The reality show idea may have been scrapped, but the kids were still going to take on some of the best youth players in the world while they were in Doha. Before they could do that, though, they needed to do a little adjusting to the world around them. It wasn’t just Aspire’s massive dome or its half dozen pristine soccer pitches that amazed them. It was also the more pedestrian things like the all-you-could-eat buffet in the academy’s cafeteria, a revelation for kids who may not have grown up hungry but certainly had never experienced that kind of abundance. They discovered with delight that they could not only eat until stuffed but also could stockpile more food in their rooms for later.

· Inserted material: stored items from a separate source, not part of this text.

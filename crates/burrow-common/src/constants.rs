//! System-wide constants and registry defaults.

/// Token endpoint used for the anonymous pull-token exchange.
pub const DEFAULT_AUTH_URL: &str = "https://auth.docker.io/token";

/// Base URL of the registry serving manifests and blobs.
pub const DEFAULT_REGISTRY_URL: &str = "https://registry.hub.docker.com";

/// Service name requested from the token endpoint.
pub const DEFAULT_REGISTRY_SERVICE: &str = "registry.docker.io";

/// Namespace prepended to single-component repository names.
pub const DEFAULT_REPOSITORY_NAMESPACE: &str = "library";

/// Tag used when an image reference carries none.
pub const DEFAULT_TAG: &str = "latest";

/// Per-request timeout for registry calls, in seconds.
pub const DEFAULT_REQUEST_TIMEOUT_SECS: u64 = 300;

/// Connection establishment timeout for registry calls, in seconds.
pub const DEFAULT_CONNECT_TIMEOUT_SECS: u64 = 30;

/// Number of concurrent blob downloads; `1` streams layers one by one.
pub const DEFAULT_FETCH_WORKERS: usize = 1;

/// Upper bound accepted for `fetch_workers`.
pub const MAX_FETCH_WORKERS: usize = 16;

/// Maximum number of layers accepted in a manifest.
pub const MAX_IMAGE_LAYERS: usize = 128;

/// Prefix of every extraction target directory.
pub const ROOTFS_DIR_PREFIX: &str = "burrow-";

/// Docker v2 schema 2 single-platform manifest.
pub const MEDIA_TYPE_DOCKER_MANIFEST: &str = "application/vnd.docker.distribution.manifest.v2+json";

/// OCI single-platform image manifest.
pub const MEDIA_TYPE_OCI_MANIFEST: &str = "application/vnd.oci.image.manifest.v1+json";

/// Docker multi-platform manifest list.
pub const MEDIA_TYPE_DOCKER_MANIFEST_LIST: &str =
    "application/vnd.docker.distribution.manifest.list.v2+json";

/// OCI multi-platform image index.
pub const MEDIA_TYPE_OCI_INDEX: &str = "application/vnd.oci.image.index.v1+json";

/// Exit code for configuration and host setup failures.
pub const EXIT_SETUP: u8 = 2;
/// Exit code for registry authentication failures.
pub const EXIT_AUTH: u8 = 10;
/// Exit code for manifest resolution failures.
pub const EXIT_MANIFEST: u8 = 11;
/// Exit code for blob download and integrity failures.
pub const EXIT_BLOB_FETCH: u8 = 12;
/// Exit code for layer extraction failures.
pub const EXIT_EXTRACTION: u8 = 13;
/// Exit code for executable staging failures.
pub const EXIT_STAGING: u8 = 14;
/// Exit code for namespace, root-change, or exec setup failures.
pub const EXIT_ISOLATION: u8 = 15;
/// Exit code for runs interrupted by the user.
pub const EXIT_CANCELLED: u8 = 130;

/// Offset added to a signal number when the child was killed by it.
pub const SIGNAL_EXIT_BASE: i32 = 128;

/// Application name used in log output.
pub const APP_NAME: &str = "burrow";

/// Binary name for the CLI.
pub const BIN_NAME: &str = "burrow";
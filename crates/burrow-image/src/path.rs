//! Path containment for archive entries and link targets.
//!
//! Entry names are first normalised lexically; a name that climbs above the
//! root is rejected. [`ContainedRoot`] then walks the name against the tree
//! on disk so symlinks created by earlier entries are resolved and checked
//! too. Symlink targets are rewritten the way the kernel would resolve them
//! after a root change, so `..` at the root stays at the root.

use std::ffi::OsStr;
use std::fs;
use std::io;
use std::os::unix::fs::DirBuilderExt;
use std::path::{Component, Path, PathBuf};

use burrow_common::error::{BurrowError, Result};

/// Normalises `name` into root-relative components.
///
/// Leading `/` is stripped and `.` dropped. `..` pops a component.
fn contained_components(name: &Path) -> Option<Vec<&OsStr>> {
    let mut parts = Vec::new();
    for component in name.components() {
        match component {
            Component::Prefix(_) | Component::RootDir | Component::CurDir => {}
            Component::ParentDir => {
                let _ = parts.pop()?;
            }
            Component::Normal(part) => parts.push(part),
        }
    }
    Some(parts)
}

/// Splits an archive entry name into root-relative components.
///
/// # Errors
///
/// Returns `BurrowError::PathTraversal` when `name` climbs above the root.
pub fn entry_components(name: &Path) -> Result<Vec<&OsStr>> {
    contained_components(name).ok_or_else(|| BurrowError::PathTraversal {
        entry: name.to_path_buf(),
    })
}

/// Computes the relative symlink to create in `link_dir` (a root-relative
/// directory) for the archived link target `target`.
///
/// Absolute targets anchor at the root, relative targets at `link_dir`.
/// The result is relative to `link_dir` and always resolves inside the
/// root; `..` at the root stays at the root.
pub fn relative_link_target(link_dir: &Path, target: &Path) -> PathBuf {
    let link_dir: Vec<&OsStr> = link_dir
        .components()
        .filter_map(|c| match c {
            Component::Normal(part) => Some(part),
            _ => None,
        })
        .collect();

    let mut resolved = if target.has_root() {
        Vec::new()
    } else {
        link_dir.clone()
    };
    for component in target.components() {
        match component {
            Component::Prefix(_) | Component::RootDir | Component::CurDir => {}
            Component::ParentDir => {
                let _ = resolved.pop();
            }
            Component::Normal(part) => resolved.push(part),
        }
    }

    let common = link_dir
        .iter()
        .zip(&resolved)
        .take_while(|(a, b)| a == b)
        .count();
    let mut relative = PathBuf::new();
    for _ in common..link_dir.len() {
        relative.push("..");
    }
    relative.extend(&resolved[common..]);
    if relative.as_os_str().is_empty() {
        relative.push(".");
    }
    relative
}

/// Maps an I/O failure at a path to the caller's error variant.
pub type IoErrorMap = fn(PathBuf, io::Error) -> BurrowError;

/// A destination root that every write is confined to.
///
/// Names are walked one component at a time against what is actually on
/// disk. A symlink met on the way is resolved and must land inside the
/// canonical root, so links laid down by earlier entries cannot redirect
/// later writes outside it.
#[derive(Debug, Clone)]
pub struct ContainedRoot {
    root: PathBuf,
    io_error: IoErrorMap,
}

impl ContainedRoot {
    /// Canonicalizes `root`.
    ///
    /// # Errors
    ///
    /// Returns the error built by `io_error` if `root` cannot be resolved.
    pub fn open(root: &Path, io_error: IoErrorMap) -> Result<Self> {
        let root = fs::canonicalize(root).map_err(|e| io_error(root.to_path_buf(), e))?;
        Ok(Self { root, io_error })
    }

    /// Returns the canonical root.
    #[must_use]
    pub fn path(&self) -> &Path {
        &self.root
    }

    /// Returns `dir`, a canonical path inside the root, relative to the root.
    #[must_use]
    pub fn relative<'p>(&self, dir: &'p Path) -> &'p Path {
        dir.strip_prefix(&self.root).unwrap_or(dir)
    }

    /// Creates the parent directories of `name` (mode 0755) and returns the
    /// canonical parent together with the path of the entry inside it.
    ///
    /// # Errors
    ///
    /// Returns `BurrowError::PathTraversal` if `name` or a symlink on the
    /// way leads outside the root, and the mapped I/O error otherwise.
    pub fn prepare_parent(&self, name: &Path) -> Result<(PathBuf, PathBuf)> {
        let (parents, last) = self.split(name)?;
        let parent = self.walk(self.root.clone(), &parents, true, name)?;
        let slot = parent.join(last);
        Ok((parent, slot))
    }

    /// Creates the directory `name`, replacing a non-directory in its place,
    /// and returns its canonical path.
    ///
    /// An existing symlink to a directory inside the root is kept.
    ///
    /// # Errors
    ///
    /// As for [`ContainedRoot::prepare_parent`].
    pub fn create_dir(&self, name: &Path) -> Result<PathBuf> {
        let parts = entry_components(name)?;
        let Some((last, parents)) = parts.split_last() else {
            return Ok(self.root.clone());
        };
        let parent = self.walk(self.root.clone(), parents, true, name)?;
        let slot = parent.join(last);
        match fs::symlink_metadata(&slot) {
            Ok(meta) if !meta.is_dir() && !meta.file_type().is_symlink() => {
                fs::remove_file(&slot).map_err(|e| (self.io_error)(slot.clone(), e))?;
            }
            _ => {}
        }
        self.walk(parent, &[*last], true, name)
    }

    /// Locates an existing entry named `name` without creating anything.
    ///
    /// The final component is not resolved, so a symlink there is named,
    /// not followed.
    ///
    /// # Errors
    ///
    /// As for [`ContainedRoot::prepare_parent`]; a missing parent is an I/O error.
    pub fn locate(&self, name: &Path) -> Result<PathBuf> {
        let (parents, last) = self.split(name)?;
        let parent = self.walk(self.root.clone(), &parents, false, name)?;
        Ok(parent.join(last))
    }

    /// Resolves `path` fully, returning `None` when it does not exist.
    ///
    /// # Errors
    ///
    /// Returns `BurrowError::PathTraversal` if `path` resolves outside the root.
    pub fn resolve_existing(&self, path: &Path, name: &Path) -> Result<Option<PathBuf>> {
        match fs::canonicalize(path) {
            Ok(resolved) => self.contain(resolved, name).map(Some),
            Err(e) if e.kind() == io::ErrorKind::NotFound => Ok(None),
            Err(e) => Err((self.io_error)(path.to_path_buf(), e)),
        }
    }

    fn split<'n>(&self, name: &'n Path) -> Result<(Vec<&'n OsStr>, &'n OsStr)> {
        let mut parts = entry_components(name)?;
        let last = parts.pop().ok_or_else(|| {
            (self.io_error)(
                self.root.clone(),
                io::Error::new(io::ErrorKind::InvalidInput, "entry names the root directory"),
            )
        })?;
        Ok((parts, last))
    }

    fn contain(&self, resolved: PathBuf, name: &Path) -> Result<PathBuf> {
        if resolved.starts_with(&self.root) {
            Ok(resolved)
        } else {
            tracing::warn!(entry = %name.display(), resolved = %resolved.display(), "entry escapes root");
            Err(BurrowError::PathTraversal {
                entry: name.to_path_buf(),
            })
        }
    }

    /// Descends from `start` through `parts`, creating missing directories
    /// when `create` is set. The returned path is canonical.
    fn walk(&self, start: PathBuf, parts: &[&OsStr], create: bool, name: &Path) -> Result<PathBuf> {
        let mut current = start;
        for part in parts {
            let next = current.join(part);
            let io_err = |e: io::Error| (self.io_error)(next.clone(), e);
            current = match fs::symlink_metadata(&next) {
                Ok(meta) if meta.file_type().is_symlink() => {
                    let resolved = self.contain(fs::canonicalize(&next).map_err(io_err)?, name)?;
                    if !resolved.is_dir() {
                        return Err(io_err(not_a_directory()));
                    }
                    resolved
                }
                Ok(meta) if meta.is_dir() => next,
                Ok(_) => return Err(io_err(not_a_directory())),
                Err(e) if create && e.kind() == io::ErrorKind::NotFound => {
                    fs::DirBuilder::new().mode(0o755).create(&next).map_err(io_err)?;
                    next
                }
                Err(e) => return Err(io_err(e)),
            };
        }
        Ok(current)
    }
}

fn not_a_directory() -> io::Error {
    io::Error::new(io::ErrorKind::NotADirectory, "path component is not a directory")
}

#[cfg(test)]
mod tests {
    use super::*;
    use std::os::unix::fs::symlink;

    fn open(root: &Path) -> ContainedRoot {
        ContainedRoot::open(root, |path, e| BurrowError::extraction(path, e)).expect("open root")
    }

    #[test]
    fn entry_names_are_normalised() {
        let parts = |name: &'static str| entry_components(Path::new(name)).unwrap();
        assert_eq!(parts("usr/bin/app"), ["usr", "bin", "app"]);
        assert_eq!(parts("./etc/"), ["etc"]);
        assert_eq!(parts("/abs/file"), ["abs", "file"]);
        assert_eq!(parts("a/../b"), ["b"]);
        assert!(parts("./").is_empty());
    }

    #[test]
    fn entry_names_cannot_climb_above_root() {
        for name in ["../../etc/passwd", "..", "a/../../b", "/../x"] {
            let err = entry_components(Path::new(name)).unwrap_err();
            assert!(matches!(err, BurrowError::PathTraversal { .. }), "{name}");
        }
    }

    #[test]
    fn relative_target_is_anchored_at_link_dir() {
        let link = relative_link_target(Path::new("usr/bin"), Path::new("../shared/lib.so"));
        assert_eq!(link, Path::new("../shared/lib.so"));
    }

    #[test]
    fn absolute_target_is_anchored_at_root() {
        let link = relative_link_target(Path::new("usr/bin"), Path::new("/bin/busybox"));
        assert_eq!(link, Path::new("../../bin/busybox"));

        let link = relative_link_target(Path::new("bin"), Path::new("/bin/busybox"));
        assert_eq!(link, Path::new("busybox"));
    }

    #[test]
    fn target_cannot_climb_above_root() {
        let link = relative_link_target(Path::new("etc"), Path::new("../../../../etc/shadow"));
        assert_eq!(link, Path::new("shadow"));

        let link = relative_link_target(Path::new(""), Path::new("/"));
        assert_eq!(link, Path::new("."));
    }

    #[test]
    fn sibling_target_stays_simple() {
        let link = relative_link_target(Path::new("lib"), Path::new("libc.so.6"));
        assert_eq!(link, Path::new("libc.so.6"));
    }

    #[test]
    fn missing_parents_are_created() {
        let dir = tempfile::tempdir().unwrap();
        let root = open(dir.path());
        let (parent, slot) = root.prepare_parent(Path::new("usr/local/bin/tool")).unwrap();
        assert!(parent.is_dir());
        assert_eq!(root.relative(&parent), Path::new("usr/local/bin"));
        assert_eq!(slot, parent.join("tool"));
    }

    #[test]
    fn links_inside_root_are_followed() {
        let dir = tempfile::tempdir().unwrap();
        let root = open(dir.path());
        fs::create_dir_all(root.path().join("usr/lib")).unwrap();
        symlink("usr/lib", root.path().join("lib")).unwrap();

        let (parent, _) = root.prepare_parent(Path::new("lib/libc.so")).unwrap();
        assert_eq!(root.relative(&parent), Path::new("usr/lib"));
    }

    #[test]
    fn links_out_of_root_are_rejected() {
        let dir = tempfile::tempdir().unwrap();
        let outside = tempfile::tempdir().unwrap();
        let root = open(dir.path());
        symlink(outside.path(), root.path().join("esc")).unwrap();

        let err = root.prepare_parent(Path::new("esc/sub/file")).unwrap_err();
        assert!(matches!(err, BurrowError::PathTraversal { .. }));
        let err = root.create_dir(Path::new("esc/sub")).unwrap_err();
        assert!(matches!(err, BurrowError::PathTraversal { .. }));
        assert_eq!(fs::read_dir(outside.path()).unwrap().count(), 0);
    }

    #[test]
    fn file_in_the_middle_of_a_name_is_an_error() {
        let dir = tempfile::tempdir().unwrap();
        let root = open(dir.path());
        fs::write(root.path().join("etc"), b"not a dir").unwrap();
        let err = root.prepare_parent(Path::new("etc/passwd")).unwrap_err();
        assert!(matches!(err, BurrowError::Extraction { .. }), "{err:?}");
    }

    #[test]
    fn locate_does_not_create() {
        let dir = tempfile::tempdir().unwrap();
        let root = open(dir.path());
        assert!(root.locate(Path::new("missing/file")).is_err());
        assert!(!root.path().join("missing").exists());
    }
}
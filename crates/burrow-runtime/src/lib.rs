//! Run pipeline for the Burrow runtime.
//!
//! Drives one container run from image reference to exit code:
//! assemble the root filesystem, stage the executable, launch the command
//! inside new namespaces, and remove the root on every exit path.

#![allow(unsafe_code)]
#![cfg_attr(test, allow(clippy::expect_used, clippy::unwrap_used))]

pub mod engine;
pub mod process;
pub mod state;
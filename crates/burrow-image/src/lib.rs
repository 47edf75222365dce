//! # burrow-image
//!
//! Image resolution and root filesystem assembly for Burrow.
//!
//! Handles:
//! - **Registry**: anonymous token exchange, manifest resolution, blob streams.
//! - **Manifests**: single-platform manifest decoding; manifest lists are rejected.
//! - **Layers**: streamed decompression and tar unpacking with overlay semantics.
//! - **Paths**: containment of entry names, symlink walks and link targets.
//! - **Hashing**: SHA-256 verification of layer blobs while they stream.
//! - **Prefetch**: concurrent blob download with in-order extraction.
//! - **Rootfs**: the per-run extraction target and executable staging.

#![cfg_attr(test, allow(clippy::expect_used, clippy::unwrap_used))]

pub mod hash;
pub mod layer;
pub mod manifest;
pub mod path;
pub mod prefetch;
pub mod registry;
pub mod rootfs;
pub mod stream;
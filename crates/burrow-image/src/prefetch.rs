//! Concurrent blob download with ordered consumption.
//!
//! A bounded pool of scoped worker threads spools layer blobs into
//! anonymous temporary files. The caller's thread consumes them strictly
//! in manifest order, so extraction into the shared root stays serial.

use std::fs::File;
use std::io::{self, Seek};
use std::sync::atomic::{AtomicUsize, Ordering};
use std::sync::mpsc;
use std::thread;

use burrow_common::error::{BurrowError, Result};
use burrow_common::types::{CancelToken, is_cancellation};

use crate::manifest::Descriptor;
use crate::registry::{ImageRegistry, RegistrySession};
use crate::stream::{BlobStream, CancellableReader};

/// Downloads every layer of `session` with `workers` threads and hands the
/// blobs to `apply` in manifest order.
///
/// When `apply` fails, outstanding downloads are aborted and the error is
/// returned.
///
/// # Errors
///
/// Returns the first error in manifest order, from either a download or
/// `apply`.
pub fn fetch_ordered<R, F>(
    registry: &R,
    session: &RegistrySession,
    workers: usize,
    cancel: &CancelToken,
    mut apply: F,
) -> Result<()>
where
    R: ImageRegistry + ?Sized,
    F: FnMut(usize, &Descriptor, BlobStream) -> Result<()>,
{
    let layers = session.manifest().layers.as_slice();
    let abort = CancelToken::new();
    let next = AtomicUsize::new(0);
    let (senders, receivers): (Vec<_>, Vec<_>) =
        layers.iter().map(|_| mpsc::channel::<Result<File>>()).unzip();

    thread::scope(|scope| {
        for worker in 0..workers.clamp(1, layers.len().max(1)) {
            let senders = senders.clone();
            let (abort, next) = (&abort, &next);
            let _ = scope.spawn(move || {
                loop {
                    let index = next.fetch_add(1, Ordering::SeqCst);
                    let Some(layer) = layers.get(index) else {
                        break;
                    };
                    if abort.is_cancelled() || cancel.is_cancelled() {
                        break;
                    }
                    tracing::debug!(worker, layer = index, digest = %layer.digest, "downloading blob");
                    let result = spool_blob(registry, session, layer, abort);
                    let failed = result.is_err();
                    let _ = senders[index].send(result);
                    if failed {
                        break;
                    }
                }
            });
        }
        drop(senders);

        for (index, (layer, receiver)) in layers.iter().zip(receivers).enumerate() {
            let spooled = receiver
                .recv()
                .map_err(|_| {
                    cancel.check().err().unwrap_or_else(|| BurrowError::BlobFetch {
                        digest: layer.digest.clone(),
                        message: "download worker exited before delivering the blob".into(),
                    })
                })
                .and_then(|result| result);
            let applied = spooled.and_then(|file| apply(index, layer, Box::new(file)));
            if let Err(err) = applied {
                abort.cancel();
                return Err(err);
            }
        }
        Ok(())
    })
}

fn spool_blob<R: ImageRegistry + ?Sized>(
    registry: &R,
    session: &RegistrySession,
    layer: &Descriptor,
    abort: &CancelToken,
) -> Result<File> {
    let stream = session.open_layer(registry, layer)?;
    let mut reader = CancellableReader::new(stream, abort.clone());
    let spool_err = |e: io::Error| {
        if is_cancellation(&e) {
            BurrowError::Cancelled
        } else {
            BurrowError::BlobFetch {
                digest: layer.digest.clone(),
                message: format!("download failed: {e}"),
            }
        }
    };

    let mut spool = tempfile::tempfile().map_err(|e| BurrowError::Io {
        path: std::env::temp_dir(),
        source: e,
    })?;
    let bytes = io::copy(&mut reader, &mut spool).map_err(spool_err)?;
    spool.rewind().map_err(spool_err)?;
    tracing::debug!(digest = %layer.digest, bytes, "blob spooled");
    Ok(spool)
}
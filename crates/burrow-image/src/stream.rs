//! Reader adapters applied to layer blob streams.

use std::io::{self, Read};

use burrow_common::types::{CancelToken, cancellation_error};

/// A boxed, sendable blob byte stream.
pub type BlobStream = Box<dyn Read + Send>;

/// Fails every read once its token is cancelled.
///
/// Wrapping a network body in this adapter aborts an in-flight download
/// at the next chunk boundary.
pub struct CancellableReader<R> {
    inner: R,
    cancel: CancelToken,
}

impl<R: Read> CancellableReader<R> {
    /// Wraps `inner`, observing `cancel`.
    pub const fn new(inner: R, cancel: CancelToken) -> Self {
        Self { inner, cancel }
    }
}

impl<R: Read> Read for CancellableReader<R> {
    fn read(&mut self, buf: &mut [u8]) -> io::Result<usize> {
        if self.cancel.is_cancelled() {
            return Err(cancellation_error());
        }
        self.inner.read(buf)
    }
}

#[cfg(test)]
mod tests {
    use super::*;
    use burrow_common::types::is_cancellation;

    #[test]
    fn reads_pass_through_until_cancelled() {
        let cancel = CancelToken::new();
        let mut reader = CancellableReader::new(&b"abcdef"[..], cancel.clone());

        let mut buf = [0u8; 3];
        reader.read_exact(&mut buf).unwrap();
        assert_eq!(&buf, b"abc");

        cancel.cancel();
        let err = reader.read(&mut buf).unwrap_err();
        assert!(is_cancellation(&err));
    }
}
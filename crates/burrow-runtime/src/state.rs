//! Per-run state machine.
//!
//! A run moves `Unstarted -> Assembling -> Staged -> Running ->
//! Terminated`, or from any working state straight to `Failed`. No
//! transition is retried.

use std::fmt;

use burrow_common::types::ContainerId;

/// Pipeline stage a failure is attributed to.
#[derive(Debug, Clone, Copy, PartialEq, Eq, Hash)]
pub enum RunStage {
    /// Fetching and extracting layers.
    Assembling,
    /// Copying the executable into the root.
    Staging,
    /// Entering namespaces, changing root, and exec.
    Launching,
}

impl fmt::Display for RunStage {
    fn fmt(&self, f: &mut fmt::Formatter<'_>) -> fmt::Result {
        match self {
            Self::Assembling => write!(f, "assembling"),
            Self::Staging => write!(f, "staging"),
            Self::Launching => write!(f, "launching"),
        }
    }
}

/// Lifecycle state of a single run.
#[derive(Debug, Clone, Copy, PartialEq, Eq, Hash)]
pub enum RunState {
    /// Nothing has happened yet.
    Unstarted,
    /// Layers are being fetched and extracted.
    Assembling,
    /// The root is assembled and the executable staged.
    Staged,
    /// The command is running inside its namespaces.
    Running,
    /// The command exited with this code.
    Terminated(i32),
    /// The run stopped at this stage.
    Failed(RunStage),
}

impl RunState {
    /// Returns whether no further transition is possible.
    #[must_use]
    pub const fn is_final(self) -> bool {
        matches!(self, Self::Terminated(_) | Self::Failed(_))
    }

    const fn accepts(self, next: Self) -> bool {
        matches!(
            (self, next),
            (Self::Unstarted, Self::Assembling)
                | (Self::Assembling, Self::Staged)
                | (Self::Staged, Self::Running)
                | (Self::Running, Self::Terminated(_))
                | (Self::Assembling | Self::Staged | Self::Running, Self::Failed(_))
        )
    }
}

impl fmt::Display for RunState {
    fn fmt(&self, f: &mut fmt::Formatter<'_>) -> fmt::Result {
        match self {
            Self::Unstarted => write!(f, "unstarted"),
            Self::Assembling => write!(f, "assembling"),
            Self::Staged => write!(f, "staged"),
            Self::Running => write!(f, "running"),
            Self::Terminated(code) => write!(f, "terminated({code})"),
            Self::Failed(stage) => write!(f, "failed({stage})"),
        }
    }
}

/// Records and logs the transitions of one run.
#[derive(Debug)]
pub struct RunTracker {
    id: ContainerId,
    history: Vec<RunState>,
}

impl RunTracker {
    /// Starts tracking a run in the `Unstarted` state.
    #[must_use]
    pub fn new(id: ContainerId) -> Self {
        Self {
            id,
            history: vec![RunState::Unstarted],
        }
    }

    /// Returns the current state.
    #[must_use]
    pub fn current(&self) -> RunState {
        self.history.last().copied().unwrap_or(RunState::Unstarted)
    }

    /// Returns every state visited, oldest first.
    #[must_use]
    pub fn history(&self) -> &[RunState] {
        &self.history
    }

    /// Moves to `next`.
    ///
    /// Illegal transitions are logged and ignored.
    pub fn advance(&mut self, next: RunState) {
        let current = self.current();
        if !current.accepts(next) {
            tracing::warn!(id = %self.id, from = %current, to = %next, "ignoring illegal run transition");
            return;
        }
        tracing::info!(id = %self.id, from = %current, to = %next, "run state changed");
        self.history.push(next);
    }
}
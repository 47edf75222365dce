//! # burrow-core
//!
//! Low-level Linux isolation primitives for the Burrow runtime.
//!
//! This crate provides safe abstractions over:
//! - **Namespaces**: PID and UTS (hostname) isolation.
//! - **Filesystem**: root change via `chroot(2)`.
//! - **Isolation**: a declarative launch configuration that the runtime
//!   turns into the child-side setup run between `fork` and `exec`.
//!
//! Functions that run in a forked child are documented as such; they do
//! not allocate or log.

#![cfg_attr(test, allow(clippy::expect_used, clippy::unwrap_used))]

pub mod filesystem;
pub mod isolation;
pub mod namespace;
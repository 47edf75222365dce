//! Diagnostics and exit-code helpers for CLI commands.
//!
//! Everything here writes to stderr; stdout belongs to the launched command.

use burrow_common::constants::EXIT_SETUP;
use burrow_common::error::BurrowError;
use burrow_runtime::engine::RunFailure;

/// Formats a byte count into a human-readable string (e.g., "128.0 MiB").
#[allow(clippy::cast_precision_loss)]
#[must_use]
pub fn format_bytes(bytes: u64) -> String {
    const KIB: u64 = 1024;
    const MIB: u64 = KIB * 1024;
    const GIB: u64 = MIB * 1024;

    if bytes >= GIB {
        format!("{:.1} GiB", bytes as f64 / GIB as f64)
    } else if bytes >= MIB {
        format!("{:.1} MiB", bytes as f64 / MIB as f64)
    } else if bytes >= KIB {
        format!("{:.1} KiB", bytes as f64 / KIB as f64)
    } else {
        format!("{bytes} B")
    }
}

/// Folds a child exit code into the `0..=255` range a process can return.
#[must_use]
pub fn exit_byte(code: i32) -> u8 {
    u8::try_from(code.rem_euclid(256)).unwrap_or(u8::MAX)
}

/// Returns the documented exit code for an error raised by a command.
#[must_use]
pub fn failure_code(err: &anyhow::Error) -> u8 {
    if let Some(failure) = err.downcast_ref::<RunFailure>() {
        failure.exit_code()
    } else if let Some(error) = err.downcast_ref::<BurrowError>() {
        error.exit_code()
    } else {
        EXIT_SETUP
    }
}

/// Prints a one-line diagnostic for `err` and returns its exit code.
#[allow(clippy::print_stderr)]
pub fn report_failure(err: &anyhow::Error) -> u8 {
    let code = failure_code(err);
    let kind = err
        .downcast_ref::<RunFailure>()
        .map(RunFailure::kind)
        .or_else(|| err.downcast_ref::<BurrowError>().map(BurrowError::kind));
    match kind {
        Some(kind) => eprintln!("burrow: {kind} error: {err:#}"),
        None => eprintln!("burrow: {err:#}"),
    }
    code
}

#[cfg(test)]
mod tests {
    use super::*;
    use burrow_runtime::state::RunStage;

    #[test]
    fn format_bytes_displays_bytes() {
        assert_eq!(format_bytes(512), "512 B");
    }

    #[test]
    fn format_bytes_displays_mib() {
        assert_eq!(format_bytes(3 * 1024 * 1024), "3.0 MiB");
    }

    #[test]
    fn exit_byte_keeps_small_codes() {
        assert_eq!(exit_byte(0), 0);
        assert_eq!(exit_byte(137), 137);
    }

    #[test]
    fn exit_byte_wraps_like_a_shell() {
        assert_eq!(exit_byte(256), 0);
        assert_eq!(exit_byte(-1), 255);
    }

    #[test]
    fn run_failures_map_to_their_kind() {
        let err = anyhow::Error::new(RunFailure {
            stage: RunStage::Staging,
            error: BurrowError::CommandNotFound {
                command: "nope".into(),
                message: "not found".into(),
            },
        });
        assert_eq!(failure_code(&err), 14);
    }

    #[test]
    fn bare_errors_map_to_their_kind() {
        let err = anyhow::Error::new(BurrowError::Cancelled);
        assert_eq!(failure_code(&err), 130);
    }

    #[test]
    fn unknown_errors_are_setup_failures() {
        assert_eq!(failure_code(&anyhow::anyhow!("boom")), 2);
    }
}
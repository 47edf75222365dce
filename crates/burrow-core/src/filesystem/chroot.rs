//! Root change via `chroot(2)`.
//!
//! Runs in the forked child before `exec`. The path is passed as a
//! pre-built `CStr` so the child never allocates.

use std::ffi::CStr;

/// Changes the calling process's root to `new_root` and moves to `/` inside it.
///
/// # Errors
///
/// Returns the `Errno` of a failed `chroot(2)` or `chdir(2)`.
#[cfg(target_os = "linux")]
pub fn change_root(new_root: &CStr) -> nix::Result<()> {
    nix::unistd::chroot(new_root)?;
    nix::unistd::chdir(c"/")
}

  The rooms themselves held wonders for the kids as well. They were similar to those you might find at an average hotel in the West but seemed luxurious to boys who grew up in much more cramped and spartan conditions back home. “Everything was perfect,” recalled Yobou Thome, an Ivorian defender discovered during the second year of Football Dreams. “When I slept, everything was clean. When I went to the toilet and took a shower, my towel was clean. The TV in your room, free. I said to my family, ‘Hey, this place is very nice. I don’t want to come back. You stay in the Ivory Coast. Me, I stay here.’ ”

  When the kids weren’t marveling at their rooms or shoveling down food in the cafeteria, they were navigating new challenges like operating elevators and hot-water showers for the first time. “The reaction is very similar across the kids,” said Wendy Kinyeki, a Football Dreams staff member from Kenya. “For most of them, this is the first time they owned a passport. It’s the first time they traveled outside their village, let alone their country. They are visiting a place where streets are clean, people observe traffic rules, water comes out of taps, and there is no rationing of electricity. It’s a very foreign concept for them.”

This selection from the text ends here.